"M. Bloch oppose le métier d'histoire à celui d'antiquaire, enfermé dans le culte du passé. Les articles de la revue des Annales de cette époque [Entre-deux guerres] traitent des problèmes d'actualité, de la population soviétique à la crise bancaire en Europe centrale, en passant par le mécontentement agraire dans l'Ouest américain..." (p.49)
"Le politique est l'horizon mort de l'univers annaliste et cette école, en occultant cette dimension essentielle du réel, manque à sa mission historique d'éclairage du contemporain puisqu'elle passe à côté des deux phénomènes les plus importants de la période, le nazisme et le stalinisme. Cela tient à une lecture historique devenue économiciste et négatrice de la dimension politique. M. Bloch, qui s'engagera dans la Résistance, regrette en 1940 cette cécité qui tient aux postulats erronés sur lesquels s'est fondée la revue des Annales." (p.50)
"La revue se dote d'un instrument institutionnel, pièce maîtresse de la conquête du pouvoir, avec la création par L. Febvre en 1947 de la VIème Section de l'Ecole Pratique des Hautes Études. Véritable vivier des Annales dès 1947 et aujourd'hui encore, la VIème Section, devenue aujourd'hui l'Ecole des Hautes Etudes en Sciences Sociales (EHESS), lui offre l'appareil lourd de la recherche dans un cadre où se cotoient les diverses sciences sociales sous la direction d'un historien annaliste. C'est déjà le moment du triomphe d'une école qui joue le rôle de fédérateur des sciences sociales. La liste des présidents de la VIème Section, puis de l'EHESS, évoque la permanence de cette position centrale. Fernand Braudel succède à L. Febvre en 1956, puis c'est J. Le Goff et enfin F. Furet depuis 1977.
Cette hégémonie historienne commence pourtant à être contestée dans les années cinquante. C'est C. Lévi-Strauss qui va mener l'offensive en lançant un nouveau défi à l'histoire avec le structuralisme." (p.50-51)
"F. Braudel (1950) parle déjà de la priorité à donner à une histoire "presque immobile". Il y a là une inflexion majeure du discours historique, qui perd sa vocation à éclairer les mutations, les crises et les phases de transition des sociétés.
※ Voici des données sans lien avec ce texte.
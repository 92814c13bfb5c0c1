//! docq-api: Typed HTTP client for the document intelligence service
//!
//! This crate wraps the service's REST surface: authentication, document
//! upload and analysis, knowledge base search and question answering
//! (including the streamed variant), and GraphRAG index management.

mod auth;
pub mod client;
pub mod documents;
pub mod error;
mod graphrag;
mod knowledge;
pub mod stream;
pub mod types;

pub use client::{Client, DEFAULT_BASE_URL};
pub use documents::{ALLOWED_EXTENSIONS, MAX_BATCH_FILES, MAX_UPLOAD_BYTES};
pub use error::{Error, Result};
pub use stream::{AnswerEvent, AnswerEventStream};
pub use types::*;
//! Conversation state: question/answer records and in-flight streaming scratch.

use docq_api::stream::AnswerBuilder;
use serde::{Deserialize, Serialize};

/// One question and its answer in the transcript
///
/// Records are created speculatively with an empty `answer` the instant a
/// question is submitted, so the transcript can show the question before the
/// network resolves. The answer and response time are written exactly once,
/// at commit. A record whose stream fails is removed, never left half-filled.
#[derive(Debug, Clone, Serialize, Deserialize)]
pub struct ConversationRecord {
    pub id: u64,
    pub question: String,
    pub answer: String,
    /// Submission time, unix millis
    pub created_at: i64,
    /// Wall-clock time from submission to commit
    pub response_time_ms: Option<u64>,
}

impl ConversationRecord {
    /// Whether the answer has been committed yet
    pub fn is_committed(&self) -> bool {
        self.response_time_ms.is_some()
    }
}

/// Scratch state for the single in-flight stream
///
/// Owned and mutated only by the session's ask loop; the rendering layer
/// reads it to show the partial answer for the active record in place of the
/// record's still-empty persisted `answer`.
#[derive(Debug, Default)]
pub struct StreamingState {
    pub active_record_id: Option<u64>,
    pub is_streaming: bool,
    partial: AnswerBuilder,
}

impl StreamingState {
    /// The partial answer accumulated so far
    pub fn partial_answer(&self) -> &str {
        self.partial.as_str()
    }

    pub(crate) fn begin(&mut self, record_id: u64) {
        self.active_record_id = Some(record_id);
        self.is_streaming = true;
        self.partial = AnswerBuilder::new();
    }

    pub(crate) fn append(&mut self, event: &docq_api::AnswerEvent) {
        self.partial.push_event(event);
    }

    /// Clear and hand back the accumulated text
    pub(crate) fn take(&mut self) -> String {
        self.active_record_id = None;
        self.is_streaming = false;
        std::mem::take(&mut self.partial).into_text()
    }
}

/// Ordered transcript of question/answer records
///
/// The session's ask loop is the only writer; everything else reads.
#[derive(Debug, Default)]
pub struct Conversation {
    records: Vec<ConversationRecord>,
    /// In-flight stream scratch
    pub streaming: StreamingState,
    /// Last failure surfaced to the user
    pub error: Option<String>,
    next_id: u64,
}

impl Conversation {
    /// All records, oldest first
    pub fn records(&self) -> &[ConversationRecord] {
        &self.records
    }

    pub fn get(&self, id: u64) -> Option<&ConversationRecord> {
        self.records.iter().find(|r| r.id == id)
    }

    pub fn len(&self) -> usize {
        self.records.len()
    }

    pub fn is_empty(&self) -> bool {
        self.records.is_empty()
    }

    /// Wipe the transcript
    pub fn clear(&mut self) {
        self.records.clear();
        self.error = None;
    }

    /// Insert a speculative record for a just-submitted question, minting its id
    pub(crate) fn insert_speculative(&mut self, question: &str) -> u64 {
        self.next_id += 1;
        let id = self.next_id;
        self.records.push(ConversationRecord {
            id,
            question: question.to_string(),
            answer: String::new(),
            created_at: chrono::Utc::now().timestamp_millis(),
            response_time_ms: None,
        });
        id
    }

    /// Finalize a record with its committed answer, returning a copy
    pub(crate) fn commit(
        &mut self,
        id: u64,
        answer: String,
        response_time_ms: u64,
    ) -> Option<ConversationRecord> {
        let record = self.records.iter_mut().find(|r| r.id == id)?;
        record.answer = answer;
        record.response_time_ms = Some(response_time_ms);
        Some(record.clone())
    }

    /// Remove a speculative record whose stream failed
    pub(crate) fn discard(&mut self, id: u64) -> bool {
        let before = self.records.len();
        self.records.retain(|r| r.id != id);
        self.records.len() != before
    }
}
Une telle valorisation de la très longue durées minorise encore le rôle de l'homme, la vocation anthropologique de l'histoire. [...] L'autre déplacement du regard historien, rendu nécessaire puisqu'on privilégie la longue durée, est l'abandon de l'histoire contemporaine, de la volonté de donner une explication aux phénomènes de l'actualité. [...] Le contraste est à ce niveau total entre l'ambition des Annales de la première génération et les travaux annalistes des années cinquante et soixante." (p.51)
"Le nouveau discours historique annaliste s'adapte au pouvoir et à l'idéologie dominante. [...] Il s'agit d'un descriptif spectaculaire de la culture matérielle dans une approche néo-romantique où les fous côtoient les sorcières, où une nouvelle esthétique offre un envers nécessaire à la technocratie environnante et au "béton"." (p.52)
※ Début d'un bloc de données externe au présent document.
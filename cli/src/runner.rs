//! CLI runner. Runs each trace file through a `TraceRunner` and prints what
//! happened to every row.

use {
    chrono::Utc,
    cuttle_trace::{
        accounts::SignerPolicy,
        client::OfflineConnector,
        keypair::WalletDir,
        runner::BatchRun,
        schema::IdlRegistry,
        TraceRunner,
    },
    std::path::{Path, PathBuf},
};

pub struct Runner {
    runner: TraceRunner<IdlRegistry, WalletDir, OfflineConnector>,
    results_dir: PathBuf,
    verbose: bool,
}

impl Runner {
    pub fn new<'a>(
        known_programs: impl IntoIterator<Item = &'a str>,
        schemas: IdlRegistry,
        wallets_dir: &Path,
        lamports_per_signature: u64,
        signer_policy: SignerPolicy,
        results_dir: PathBuf,
        verbose: bool,
    ) -> Self {
        let runner = TraceRunner::new(
            known_programs,
            schemas,
            WalletDir::new(wallets_dir),
            OfflineConnector {
                lamports_per_signature,
            },
        )
        .with_signer_policy(signer_policy);
        Self {
            runner,
            results_dir,
            verbose,
        }
    }

    fn print_run(&self, run: &BatchRun) {
        if self.verbose {
            println!("----------------------------------------");
        }

        for result in run.report.iter() {
            println!(
                "OK: {} size={} fee={}",
                result.trace_id, result.byte_size, result.fee_lamports
            );
            if self.verbose && result.submission.was_requested() {
                println!("    submission: {:?}", result.submission);
            }
        }

        for failure in &run.failures {
            println!(
                "SKIP: row {} ({}): {}",
                failure.index, failure.trace_id, failure.error
            );
        }

        if self.verbose {
            println!("----------------------------------------");
            println!();
        }
    }

    /// Run every trace file in order and return the report written for each.
    /// A batch-fatal error stops the run before the remaining files.
    pub async fn run_all(
        &self,
        traces: &[PathBuf],
    ) -> Result<Vec<PathBuf>, Box<dyn std::error::Error>> {
        let started = Utc::now();
        let mut results = 0;
        let mut skipped = 0;
        let mut reports = Vec::with_capacity(traces.len());

        for trace in traces {
            if self.verbose {
                println!("[TRACE]: {}", trace.display());
            }

            let (run, report_path) = self
                .runner
                .run_trace_file(trace, &self.results_dir)
                .await?;
            self.print_run(&run);

            results += run.report.len();
            skipped += run.failures.len();
            println!("[REPORT]: {}", report_path.display());
            reports.push(report_path);
        }

        println!();
        println!(
            "[DONE][TRACE RESULT]: {} results, {} skipped ({}s)",
            results,
            skipped,
            (Utc::now() - started).num_seconds()
        );

        Ok(reports)
    }
}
"Après Mai 68, [Furet entre] dans le cabinet d'Edgar Faure: "Je me sens assez proche des représentants les plus éclairés de la pensée libérale" (F. Furet, 1978)." (p.53)
"E. Todd, le poulain de E. Le Roy Ladurie, va encore plus loin en affirmant: "La révolution de Hitler en 1933 est l'équivalent de 1793 en France" (1979)."
"On est loin de la première génération annaliste qui définissait l'histoire comme la science du changement. L'histoire devient au contraire science de l'immobile, comme le dit E. Le Roy Ladurie dans son discours inaugural au Collège de France. Deux termes pourtant antinomiques." (p.55)
"La troisième génération rompt ici avec l'ambition d'une histoire totale de la première: "On doit renoncer à une histoire globale qui était l'ambition de L. Febvre", nous dit M. de Certeau (1978). "Le temps n'est plus homogène et n'a plus signification globale", insiste F. Furet (1981)." (p.55)
" G. Duby affirme la nécessité de redonner son statut à l'événement dans le discours historique: "Je prends personnellement en compte l'événement, mais en essayant de le réintroduire dans les structures" (1980) [...] L'itinéraire d'un G. Duby est significatif à cet égard quant à la recherche d'une globalité historique qu'il réussit à embrasser. Partant de l'économique, il aboutit à l'imaginaire en passant par l'étude du social, trois niveaux qu'il considère comme indissociable: "Une société forme un tout" (1982). Au cœur de cette globalité historique, il y a le mode de production. Là encore, les concepts marxistes sont opératoires dans les travaux de G. Duby sur la société médiévale." (p.56)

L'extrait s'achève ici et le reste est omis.